The dispute involves HitBTC’s delisting of the altcoin, whose team then accused the exchange of fraud.
HitBTC, currently ranked by CoinMarketCap as the world’s 15th largest exchange by adjusted daily trade volume, claims that the BTCP team had offered an “unsuitable” solution for moving its funds prior to a scheduled coinburn.
In the recent blog post — titled “Explanation of the situation with BTCP” — the exchange also states that the coin’s developers did not provide any code or documentation for specific transaction cryptography used in their blockchain. Moreover, HitBTC accuses BTCP of creating custodial risk and ecosystem instability.
Earlier this month — the day BTCP published its letter accusing the exchange of fraudulent activities — HitBTC revealed that BTCP had burnt a part of the funds still remaining in the exchange’s custody, on behalf of users. The exchange stated that it then compensated all resulting losses to its users.
In this week’s statement, the exchange claims that BTCP is still available for withdrawal from the platform and that its customers did not sustain any losses as a result of the coinburn.
The blog post does not, however, provide concrete responses to the previous allegations from the BTCP team, which accused HitBTC of an extortion attempt.

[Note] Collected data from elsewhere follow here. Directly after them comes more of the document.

use clap::Parser;
use std::path::PathBuf;

/// Creates a Graphviz dot file from a history tree file.
/// Do not use this with a large history tree file: it is read into memory at once.
#[derive(Parser, Debug)]
#[command(version)]
pub struct Args {
    /// History tree file (input)
    pub htf: PathBuf,

    /// Dot file (output)
    pub dot: PathBuf,

    /// Write a textual dump of every node instead of a dot graph
    #[arg(long)]
    pub text: bool,
}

As Cointelegraph previously explained, BTCP was created in a fork from ZClassic (ZCL) and Bitcoin (BTC), with a notice of a future coinburn in its whitepaper. The event scheduled for mid-February 2019 was meant to delete all the coins that hadn’t been claimed or moved since the fork.

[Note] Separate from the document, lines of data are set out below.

//! Byte layout of a history tree file.
//!
//! Every offset the decoder uses comes from here. Offsets inside a block depend on the node kind
//! and on the tree-wide `max_children`, which sizes the two fixed-capacity children arrays of core nodes:
//!
//! ```text
//! common header   [0..34)
//! core header     [34..42)                       extended: u32, children_count: u32
//! child seqs      [42..42 + 4 * max_children)
//! child starts    [42 + 4 * max_children..42 + 12 * max_children)
//! intervals       core: 42 + 12 * max_children, leaf: 34; 25 bytes each
//! ```
//!
//! All arithmetic is checked: `None` means the offset does not fit in `usize`,
//! which callers report the same way as a region past the end of the buffer.

use std::marker::PhantomData;

use enum_dispatch::enum_dispatch;

use crate::{
    error::{DecodeError, Result},
    node::NodeKind,
};

/// Size of the file preamble holding the [crate::header::TreeHeader].
pub const TREE_HEADER_SIZE: usize = 4096;
pub const COMMON_HEADER_SIZE: usize = 34;
/// `extended` + `children_count`.
pub const CORE_HEADER_SIZE: usize = 8;
pub const CHILDREN_BASE: usize = COMMON_HEADER_SIZE + CORE_HEADER_SIZE;
pub const CHILD_SEQ_STRIDE: usize = 4;
pub const CHILD_START_STRIDE: usize = 8;
pub const INTERVAL_RECORD_SIZE: usize = 25;

/// A little endian integer at a fixed offset.
pub struct Field<T> {
    name: &'static str,
    offset: usize,
    _phantom: PhantomData<T>,
}

impl<T> Clone for Field<T> {
    fn clone(&self) -> Self {
        Self::at_offset(self.name, self.offset)
    }
}

impl<T> Copy for Field<T> {}

impl<T> Field<T> {
    pub const fn at_offset(name: &'static str, offset: usize) -> Self {
        Self {
            name,
            offset,
            _phantom: PhantomData,
        }
    }

    pub const fn offset(&self) -> usize {
        self.offset
    }

    pub const fn name(&self) -> &'static str {
        self.name
    }

    /// Same field, relative to `base` instead of the start of the buffer.
    pub fn shifted(&self, base: usize) -> Option<Self> {
        Some(Self::at_offset(self.name, base.checked_add(self.offset)?))
    }
}

/// Borrows `len` bytes at `offset`, or reports which field ran past the end.
pub fn region<'a>(
    storage: &'a [u8],
    field: &'static str,
    offset: usize,
    len: usize,
) -> Result<&'a [u8]> {
    match offset.checked_add(len) {
        Some(end) if end <= storage.len() => Ok(&storage[offset..end]),
        end => Err(DecodeError::TruncatedInput {
            field,
            needed: end.unwrap_or(usize::MAX),
            available: storage.len(),
        }),
    }
}

/// Turns an overflowed offset computation into the error a too-short buffer would produce.
pub fn checked(field: &'static str, offset: Option<usize>, storage: &[u8]) -> Result<usize> {
    offset.ok_or(DecodeError::TruncatedInput {
        field,
        needed: usize::MAX,
        available: storage.len(),
    })
}

macro_rules! int_field {
    ($type:ident) => {
        impl Field<$type> {
            pub const fn size() -> usize {
                std::mem::size_of::<$type>()
            }

            pub fn read(&self, storage: &[u8]) -> Result<$type> {
                let bytes = region(storage, self.name, self.offset, Self::size())?;
                let mut value = [0; std::mem::size_of::<$type>()];
                value.copy_from_slice(bytes);
                Ok($type::from_le_bytes(value))
            }

            pub fn write(&self, storage: &mut [u8], value: $type) -> Result<()> {
                region(storage, self.name, self.offset, Self::size())?;
                storage[self.offset..(self.offset + Self::size())]
                    .copy_from_slice(&value.to_le_bytes());
                Ok(())
            }
        }
    };
}

int_field!(u8);
int_field!(u32);

/// Fields of the file preamble.
pub mod tree_header {
    use super::Field;

    pub const MAGIC: Field<u32> = Field::at_offset("magic", 0);
    pub const MAJOR: Field<u32> = Field::at_offset("major", 4);
    pub const MINOR: Field<u32> = Field::at_offset("minor", 8);
    pub const BLOCK_SIZE: Field<u32> = Field::at_offset("block size", 12);
    pub const MAX_CHILDREN: Field<u32> = Field::at_offset("max children", 16);
    pub const NODE_COUNT: Field<u32> = Field::at_offset("node count", 20);
    pub const ROOT_SEQ: Field<u32> = Field::at_offset("root seq number", 24);
}

/// Fields present in every block.
///
/// `start` and `end` occupy 8 bytes each on disk; only their low 4 bytes are read.
pub mod common {
    use super::Field;

    pub const TYPE_TAG: Field<u8> = Field::at_offset("type", 0);
    pub const START: Field<u32> = Field::at_offset("start", 1);
    pub const END: Field<u32> = Field::at_offset("end", 9);
    pub const SEQ_NUMBER: Field<u32> = Field::at_offset("seq number", 17);
    pub const PARENT_SEQ_NUMBER: Field<u32> = Field::at_offset("parent seq number", 21);
    pub const INTERVAL_COUNT: Field<u32> = Field::at_offset("interval count", 25);
    pub const VAR_DATA_OFFSET: Field<u32> = Field::at_offset("var data offset", 29);
    pub const DONE: Field<u8> = Field::at_offset("done", 33);
}

/// Fields only core nodes carry.
pub mod core_node {
    use super::Field;

    pub const EXTENDED: Field<u32> = Field::at_offset("extended", 34);
    pub const CHILDREN_COUNT: Field<u32> = Field::at_offset("children count", 38);
}

/// Fields of an interval record, relative to the record.
pub mod interval {
    use super::Field;

    pub const START: Field<u32> = Field::at_offset("interval start", 0);
    pub const END: Field<u32> = Field::at_offset("interval end", 8);
    pub const ATTRIBUTE: Field<u32> = Field::at_offset("interval attribute", 16);
    pub const VALUE_TYPE: Field<u8> = Field::at_offset("interval value type", 20);
    pub const VALUE: Field<u32> = Field::at_offset("interval value", 21);
}

/// Offset of the `index`th child's sequence number.
pub fn child_seq_offset(index: u32) -> Option<usize> {
    CHILDREN_BASE.checked_add((index as usize).checked_mul(CHILD_SEQ_STRIDE)?)
}

/// Offset of the `index`th child's start; the array follows all `max_children` sequence numbers.
pub fn child_start_offset(max_children: u32, index: u32) -> Option<usize> {
    let base = child_seq_offset(max_children)?;
    base.checked_add((index as usize).checked_mul(CHILD_START_STRIDE)?)
}

/// Where the interval records of a `kind` block begin. `None` for kinds without intervals.
pub fn intervals_base(kind: NodeKind, max_children: u32) -> Option<usize> {
    NodeLayout::from(kind).intervals_base(max_children)
}

/// Offset of the `index`th interval record.
pub fn interval_offset(kind: NodeKind, max_children: u32, index: u32) -> Option<usize> {
    intervals_base(kind, max_children)?
        .checked_add((index as usize).checked_mul(INTERVAL_RECORD_SIZE)?)
}

/// The part of the layout which differs between node kinds.
#[enum_dispatch]
pub trait BlockLayout {
    /// Bytes between the common header and the interval records.
    /// `None` when the kind has no known layout past the common header.
    fn specific_header_len(&self, max_children: u32) -> Option<usize>;

    /// Number of slots in the children arrays.
    fn children_capacity(&self, max_children: u32) -> u32;

    fn intervals_base(&self, max_children: u32) -> Option<usize> {
        COMMON_HEADER_SIZE.checked_add(self.specific_header_len(max_children)?)
    }
}

#[derive(Clone, Copy, Debug, PartialEq, Eq)]
pub struct CoreLayout;

#[derive(Clone, Copy, Debug, PartialEq, Eq)]
pub struct LeafLayout;

/// Unrecognized type tag: only the common header can be trusted.
#[derive(Clone, Copy, Debug, PartialEq, Eq)]
pub struct OpaqueLayout;

impl BlockLayout for CoreLayout {
    fn specific_header_len(&self, max_children: u32) -> Option<usize> {
        let arrays = (max_children as usize).checked_mul(CHILD_SEQ_STRIDE + CHILD_START_STRIDE)?;
        CORE_HEADER_SIZE.checked_add(arrays)
    }

    fn children_capacity(&self, max_children: u32) -> u32 {
        max_children
    }
}

impl BlockLayout for LeafLayout {
    fn specific_header_len(&self, _max_children: u32) -> Option<usize> {
        Some(0)
    }

    fn children_capacity(&self, _max_children: u32) -> u32 {
        0
    }
}

impl BlockLayout for OpaqueLayout {
    fn specific_header_len(&self, _max_children: u32) -> Option<usize> {
        None
    }

    fn children_capacity(&self, _max_children: u32) -> u32 {
        0
    }
}

#[enum_dispatch(BlockLayout)]
#[derive(Clone, Copy, Debug, PartialEq, Eq)]
pub enum NodeLayout {
    CoreLayout,
    LeafLayout,
    OpaqueLayout,
}

impl From<NodeKind> for NodeLayout {
    fn from(kind: NodeKind) -> Self {
        match kind {
            NodeKind::Core => CoreLayout.into(),
            NodeKind::Leaf => LeafLayout.into(),
            NodeKind::Unknown(_) => OpaqueLayout.into(),
        }
    }
}

/// Offset of block `index` in the file.
pub fn block_offset(block_size: u32, index: u32) -> Option<usize> {
    TREE_HEADER_SIZE.checked_add((index as usize).checked_mul(block_size as usize)?)
}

However, prior to the coinburn, HitBTC reportedly contacted BTCP requesting assistance to protect its users’ funds in a series of emails. The exchange further asked for 58,920 BTCP (about $17,600) to be given as compensation after the coinburn, due to expected losses.

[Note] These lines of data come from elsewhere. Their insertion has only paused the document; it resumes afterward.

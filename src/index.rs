//! Parent/child relationships across decoded nodes.
//!
//! The decoder checks nothing beyond the type tag, so this is where an inconsistent tree shows up:
//! several roots, parents which were never decoded, reused sequence numbers.
//! Findings are reported, not acted on.

use std::collections::HashMap;

use crate::node::{NodeRecord, ParentRef, SeqNumber};

#[derive(Clone, Default)]
pub struct TreeIndex {
    /// Position (block index) of the first record with each seq number.
    positions: HashMap<SeqNumber, usize, ahash::RandomState>,
    /// Children by parent, in walk order.
    children: im_rc::OrdMap<SeqNumber, im_rc::Vector<SeqNumber>>,
    roots: Vec<SeqNumber>,
    duplicates: Vec<SeqNumber>,
}

impl TreeIndex {
    pub fn new<'a>(records: impl IntoIterator<Item = &'a NodeRecord>) -> Self {
        let mut index = TreeIndex::default();
        for (position, record) in records.into_iter().enumerate() {
            index.insert(position, record);
        }
        index
    }

    fn insert(&mut self, position: usize, record: &NodeRecord) {
        let seq = record.seq_number;
        if self.positions.contains_key(&seq) {
            self.duplicates.push(seq);
        } else {
            self.positions.insert(seq, position);
        }
        match record.parent {
            ParentRef::Root => self.roots.push(seq),
            ParentRef::ChildOf(parent) => {
                self.children
                    .entry(parent)
                    .or_insert_with(im_rc::Vector::new)
                    .push_back(seq);
            }
        }
    }

    pub fn len(&self) -> usize {
        self.positions.len()
    }

    pub fn is_empty(&self) -> bool {
        self.positions.is_empty()
    }

    /// Block index of the node with sequence number `seq`.
    pub fn position(&self, seq: SeqNumber) -> Option<usize> {
        self.positions.get(&seq).copied()
    }

    pub fn roots(&self) -> &[SeqNumber] {
        &self.roots
    }

    /// The root, if there is exactly one.
    pub fn root(&self) -> Option<SeqNumber> {
        match self.roots.as_slice() {
            [root] => Some(*root),
            _ => None,
        }
    }

    pub fn children_of(&self, seq: SeqNumber) -> impl Iterator<Item = SeqNumber> + '_ {
        self.children.get(&seq).into_iter().flatten().copied()
    }

    /// Seq numbers used by more than one block, once per extra use.
    pub fn duplicates(&self) -> &[SeqNumber] {
        &self.duplicates
    }

    /// Nodes whose parent was not decoded, with that parent.
    pub fn orphans(&self) -> impl Iterator<Item = (SeqNumber, SeqNumber)> + '_ {
        self.children.iter().flat_map(move |(parent, children)| {
            let parent = *parent;
            let known = self.positions.contains_key(&parent);
            children
                .iter()
                .filter(move |_| !known)
                .map(move |child| (*child, parent))
        })
    }

    /// Logs everything which does not look like a single consistent tree rooted at `root_seq`.
    /// Returns whether anything was found.
    pub fn report(&self, root_seq: SeqNumber) -> bool {
        let mut found = false;
        match self.roots.as_slice() {
            [] if !self.is_empty() => {
                log::warn!("no root node");
                found = true;
            }
            [] => {}
            [root] if *root != root_seq => {
                log::warn!("root node is {} but the header says {}", root, root_seq);
                found = true;
            }
            [_] => {}
            roots => {
                log::warn!("{} root nodes: {:?}", roots.len(), roots);
                found = true;
            }
        }
        for seq in &self.duplicates {
            log::warn!("seq number {} used by more than one node", seq);
            found = true;
        }
        for (child, parent) in self.orphans() {
            log::warn!("node {} has parent {} which is not in the file", child, parent);
            found = true;
        }
        found
    }
}

#[cfg(test)]
mod tests {
    use super::*;
    use crate::fixture;

    #[test]
    fn two_nodes() {
        let records = fixture::two_node_tree();
        let index = TreeIndex::new(&records);
        assert_eq!(index.len(), 2);
        assert_eq!(index.root(), Some(SeqNumber(0)));
        assert_eq!(index.position(SeqNumber(1)), Some(1));
        assert_eq!(
            index.children_of(SeqNumber(0)).collect::<Vec<_>>(),
            [SeqNumber(1)]
        );
        assert_eq!(index.children_of(SeqNumber(1)).count(), 0);
        assert_eq!(index.orphans().count(), 0);
        assert!(!index.report(SeqNumber(0)));
        assert!(index.report(SeqNumber(1)));
    }

    #[test]
    fn random_tree_is_consistent() {
        let mut rng = rand::thread_rng();
        let records = fixture::random_tree(&mut rng, 200, 3, 0);
        let index = TreeIndex::new(&records);
        assert_eq!(index.roots(), [SeqNumber(0)]);
        assert!(index.duplicates().is_empty());
        assert_eq!(index.orphans().count(), 0);
        for r in &records {
            let listed: Vec<_> = index.children_of(r.seq_number).collect();
            let stored: Vec<_> = r.children.iter().map(|c| c.seq_number).collect();
            assert_eq!(listed, stored);
        }
    }

    #[test]
    fn inconsistencies() {
        let mut records = fixture::two_node_tree();
        let mut extra = records[1].clone();
        extra.parent = ParentRef::ChildOf(SeqNumber(40));
        records.push(extra.clone());
        extra.seq_number = SeqNumber(8);
        extra.parent = ParentRef::Root;
        records.push(extra);

        let index = TreeIndex::new(&records);
        assert_eq!(index.roots(), [SeqNumber(0), SeqNumber(8)]);
        assert_eq!(index.root(), None);
        assert_eq!(index.duplicates(), [SeqNumber(1)]);
        assert_eq!(
            index.orphans().collect::<Vec<_>>(),
            [(SeqNumber(1), SeqNumber(40))]
        );
        assert!(index.report(SeqNumber(0)));
    }
}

BTCP reportedly insisted that addresses created after the fork would not be affected, therefore there would be no loss of funds. The altcoin’s team instead alleged that HitBTC secretly held 58,920 BTCP in a BTCP Segwit wallet and that the concerns over the coinburn were related to the exchange’s personal funds.
When the coinburn actually took place, according to the altcoin’s team, HitBTC threatened to pull BTCP support if the coin’s development team did not compensate the BTCP sum. In March, the coin was delisted from the exchange.
In early 2019, Proof of Keys’ organizer Trace Mayer had publicly suggested that HitBTC may be deliberately freezing withdrawals in the wake of the campaign. Mayer’s Proof of Keys event advocates a mass withdrawing of all funds from exchanges and other centralized third parties.
However, HitBTC dismissed the allegations, a company representative telling Cointelegraph: “These temporary, safety-related withdrawal freezings are a direct consequence of our international KYC and AML measures. These rules exist and apply to us and everybody, 24 hours a day, 365 days of the year.”